Why Shameless Objectification Can Be A Good ThingS

When we drool over soccer players' bodies, are those of us who critique the objectification of women's bodies being hypocrites? No. And here's why.

Mostly, our #shamelessobjectification posts celebrating soccer players' bodies — the abdominals, the thighs, the man-love, the thighs — are being met in the spirit in which they are intended: a fun, randy way to participate (one of many) in the global collective experience that is the World Cup. But there have been some understandable concerns with which I've got to disagree. Here's the gist:

If the World Cup featured women, and Gawker were to post Breast Moments as a way to laud legitimate feats of athleticism, we'd be pissed about the objectification. This is not any different.
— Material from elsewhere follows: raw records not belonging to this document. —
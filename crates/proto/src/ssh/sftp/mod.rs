//! SFTP (SSH File Transfer Protocol) client.
//!
//! Versions 2 and 3 of the protocol are spoken. SFTP runs as the `sftp`
//! subsystem on one session channel:
//!
//! ```text
//! Client                          Server
//!   |                               |
//!   |-- SSH_MSG_CHANNEL_OPEN ------>|
//!   |<- SSH_MSG_CHANNEL_OPEN_CONF --|
//!   |-- SSH_MSG_CHANNEL_REQUEST --->|  (subsystem "sftp")
//!   |<- SSH_MSG_CHANNEL_SUCCESS ----|
//!   |                               |
//!   |-- SSH_FXP_INIT -------------->|
//!   |<- SSH_FXP_VERSION ------------|
//!   |-- SSH_FXP_OPEN -------------->|
//!   |<- SSH_FXP_HANDLE -------------|
//!   |-- SSH_FXP_READ x N ---------->|  (pipelined)
//!   |<- SSH_FXP_DATA x N -----------|
//!   |-- SSH_FXP_CLOSE ------------->|
//!   |<- SSH_FXP_STATUS -------------|
//! ```
//!
//! # Example
//!
//! ```rust,no_run
//! use tern_proto::ssh::client::{SshClient, SshClientConfig};
//! use tern_proto::ssh::sftp::PutMode;
//!
//! # #[tokio::main]
//! # async fn main() -> Result<(), Box<dyn std::error::Error>> {
//! let mut client = SshClient::connect("server:22", SshClientConfig::default()).await?;
//! client.login_password("user", "password").await?;
//!
//! let mut sftp = client.sftp().await?;
//! sftp.put("upload.txt", b"hello", PutMode::Overwrite).await?;
//! let data = sftp.get("upload.txt").await?;
//! assert_eq!(data, b"hello");
//! for name in sftp.nlist(".", false).await? {
//!     println!("{}", name);
//! }
//! sftp.close().await?;
//! # Ok(())
//! # }
//! ```

pub mod cache;
pub mod client;
pub mod message;
pub mod types;

pub use cache::{StatCache, StatKind};
pub use client::Sftp;
pub use message::{SftpMessageType, SFTP_VERSION};
pub use types::{
    DirEntry, FileAttributes, FileType, ListOrder, OpenFlags, PutMode, SftpConfig, StatusCode,
};
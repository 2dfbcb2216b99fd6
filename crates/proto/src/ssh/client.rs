//! SSH client: connection, login, channel multiplexing and command execution.
//!
//! [`SshClient`] owns one [`Transport`] and every channel on it. All work is
//! sequential: while one channel is awaited, packets for other channels are
//! buffered on their own [`Channel`], never dropped, so no channel starves
//! another.
//!
//! # Example
//!
//! ```rust,no_run
//! use tern_proto::ssh::client::{SshClient, SshClientConfig};
//!
//! # #[tokio::main]
//! # async fn main() -> Result<(), Box<dyn std::error::Error>> {
//! // Connect to SSH server
//! let mut client = SshClient::connect("127.0.0.1:22", SshClientConfig::default()).await?;
//!
//! // Authenticate
//! client.login_password("user", "password").await?;
//!
//! // Execute command
//! let output = client.exec("ls -la").await?;
//! println!("{}", String::from_utf8_lossy(&output.stdout));
//! # Ok(())
//! # }
//! ```

use crate::ssh::auth::{Authenticator, Credential};
use crate::ssh::channel::{Channel, ChannelId, ChannelStatus, ExitStatus};
use crate::ssh::connection::{
    ChannelClose, ChannelData, ChannelEof, ChannelExtendedData, ChannelFailure, ChannelOpen,
    ChannelOpenConfirmation, ChannelOpenFailure, ChannelOpenFailureReason, ChannelRequest,
    ChannelRequestType, ChannelSuccess, ChannelType, ChannelWindowAdjust, GlobalRequest,
    PtyRequest, DEFAULT_MAX_PACKET_SIZE, DEFAULT_WINDOW_SIZE, MAX_PACKET_SIZE,
    SSH_EXTENDED_DATA_STDERR,
};
use crate::ssh::hostkey::fingerprint;
use crate::ssh::kex::AlgorithmPreferences;
use crate::ssh::logging::log_channel_event;
use crate::ssh::message::{describe, DisconnectReason, MessageType};
use crate::ssh::privatekey::PrivateKey;
use crate::ssh::transport::{
    GroupExchangeBits, HostKeyCheck, Lifecycle, Transport, TransportConfig,
};
use crate::ssh::version::{Identification, Version};
use crate::ssh::wire::{write_u32, write_u8};
use bytes::BytesMut;
use std::collections::{HashMap, VecDeque};
use std::time::Duration;
use tern_platform::{TernError, TernResult};
use tokio::io::{AsyncRead, AsyncWrite};
use tokio::net::TcpStream;
use tokio::time::Instant;
use tracing::{debug, info, warn};

/// SSH client configuration.
#[derive(Clone)]
pub struct SshClientConfig {
    /// Identification string sent to the server.
    pub client_version: Version,
    /// Soft timeout for one logical wait. `None` waits forever.
    pub timeout: Option<Duration>,
    /// TCP connect timeout.
    pub connect_timeout: Duration,
    /// Algorithm preference lists, most preferred first.
    pub preferences: AlgorithmPreferences,
    /// Bit-size window for Diffie-Hellman group exchange.
    pub dh_group_exchange: GroupExchangeBits,
    /// Initial receive window per channel.
    pub window_size: u32,
    /// Largest data message accepted per channel.
    pub max_packet_size: u32,
    /// Bytes in either direction before an automatic rekey.
    pub rekey_bytes: u64,
    /// Host key trust policy.
    pub host_key_check: HostKeyCheck,
}

// Manual Debug implementation because HostKeyCheck may hold a callback
impl std::fmt::Debug for SshClientConfig {
    fn fmt(&self, f: &mut std::fmt::Formatter<'_>) -> std::fmt::Result {
        f.debug_struct("SshClientConfig")
            .field("client_version", &self.client_version.to_string())
            .field("timeout", &self.timeout)
            .field("connect_timeout", &self.connect_timeout)
            .field("preferences", &self.preferences)
            .field("dh_group_exchange", &self.dh_group_exchange)
            .field("window_size", &self.window_size)
            .field("max_packet_size", &self.max_packet_size)
            .field("rekey_bytes", &self.rekey_bytes)
            .field("host_key_check", &self.host_key_check)
            .finish()
    }
}

impl Default for SshClientConfig {
    fn default() -> Self {
        Self {
            client_version: Version::default_tern(),
            timeout: None,
            connect_timeout: Duration::from_secs(30),
            preferences: AlgorithmPreferences::default(),
            dh_group_exchange: GroupExchangeBits::default(),
            window_size: DEFAULT_WINDOW_SIZE,
            max_packet_size: DEFAULT_MAX_PACKET_SIZE,
            rekey_bytes: 1 << 30,
            host_key_check: HostKeyCheck::AcceptAny,
        }
    }
}

impl SshClientConfig {
    /// Rejects settings the protocol cannot work with.
    pub fn validate(&self) -> TernResult<()> {
        self.preferences.validate()?;
        self.dh_group_exchange.validate()?;
        if self.max_packet_size == 0 || self.max_packet_size > MAX_PACKET_SIZE {
            return Err(TernError::Config(format!(
                "max_packet_size must be in 1..={}, got {}",
                MAX_PACKET_SIZE, self.max_packet_size
            )));
        }
        if self.window_size < self.max_packet_size {
            return Err(TernError::Config(format!(
                "window_size {} is smaller than max_packet_size {}",
                self.window_size, self.max_packet_size
            )));
        }
        if self.rekey_bytes == 0 {
            return Err(TernError::Config("rekey_bytes must be non-zero".to_string()));
        }
        Ok(())
    }

    fn transport_config(&self) -> TransportConfig {
        TransportConfig {
            version: self.client_version.clone(),
            preferences: self.preferences.clone(),
            group_exchange: self.dh_group_exchange,
            rekey_bytes: self.rekey_bytes,
            host_key_check: self.host_key_check.clone(),
        }
    }
}

/// Options for [`SshClient::exec_with`].
#[derive(Debug, Clone, Default)]
pub struct ExecOptions {
    /// Request a pseudo-terminal first
    pub pty: Option<PtyRequest>,
    /// Environment variables, sent without waiting for replies
    pub env: Vec<(String, String)>,
}

/// Result of a one-shot command.
#[derive(Debug, Clone, Default, PartialEq, Eq)]
pub struct ExecOutput {
    /// Standard output (empty when streamed to a callback)
    pub stdout: Vec<u8>,
    /// Standard error
    pub stderr: Vec<u8>,
    /// How the command ended, if the server said
    pub exit: Option<ExitStatus>,
}

impl ExecOutput {
    /// Exit code, if the server sent `exit-status`.
    pub fn exit_status(&self) -> Option<u32> {
        match self.exit {
            Some(ExitStatus::Code(code)) => Some(code),
            _ => None,
        }
    }
}

/// SSH client.
pub struct SshClient<S> {
    transport: Transport<S>,
    config: SshClientConfig,
    auth: Authenticator,
    channels: HashMap<u32, Channel>,
    open_failures: HashMap<u32, String>,
    next_channel: u32,
    global_replies: VecDeque<bool>,
    timed_out: bool,
    user: Option<String>,
}

impl<S> std::fmt::Debug for SshClient<S> {
    fn fmt(&self, f: &mut std::fmt::Formatter<'_>) -> std::fmt::Result {
        f.debug_struct("SshClient")
            .field("transport", &self.transport)
            .field("user", &self.user)
            .field("channels", &self.channels.len())
            .finish_non_exhaustive()
    }
}

impl SshClient<TcpStream> {
    /// Connects over TCP and performs the handshake.
    ///
    /// # Example
    ///
    /// ```rust,no_run
    /// use tern_proto::ssh::client::{SshClient, SshClientConfig};
    ///
    /// # #[tokio::main]
    /// # async fn main() -> Result<(), Box<dyn std::error::Error>> {
    /// let client = SshClient::connect("server:22", SshClientConfig::default()).await?;
    /// println!("{}", client.server_host_key());
    /// # Ok(())
    /// # }
    /// ```
    pub async fn connect(addr: &str, config: SshClientConfig) -> TernResult<Self> {
        config.validate()?;
        let stream = tokio::time::timeout(config.connect_timeout, TcpStream::connect(addr))
            .await
            .map_err(|_| TernError::Timeout)??;
        stream.set_nodelay(true)?;
        info!(addr = addr, "TCP connection established");
        Self::handshake(stream, config).await
    }
}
Yeah, we'd be pissed about it. But it's not the same. Here's why:

1) Context matters.
In our current universe, men do not have trouble being taken seriously based on their looks or perceived sexiness, nor is their worth in society primarily judged by them. Our drooling over Benny Feilhaber isn't just a drop in the bucket — it also won't contribute to the overall oppression of men, soccer playing or otherwise. They will not be told their primary value is based on whether women want to fuck them. They will not be paid less on the dollar or subject to violence in representation or acts. They will not be treated like meat or chattel. Period.

2) These guys are healthy and at the peak of fitness.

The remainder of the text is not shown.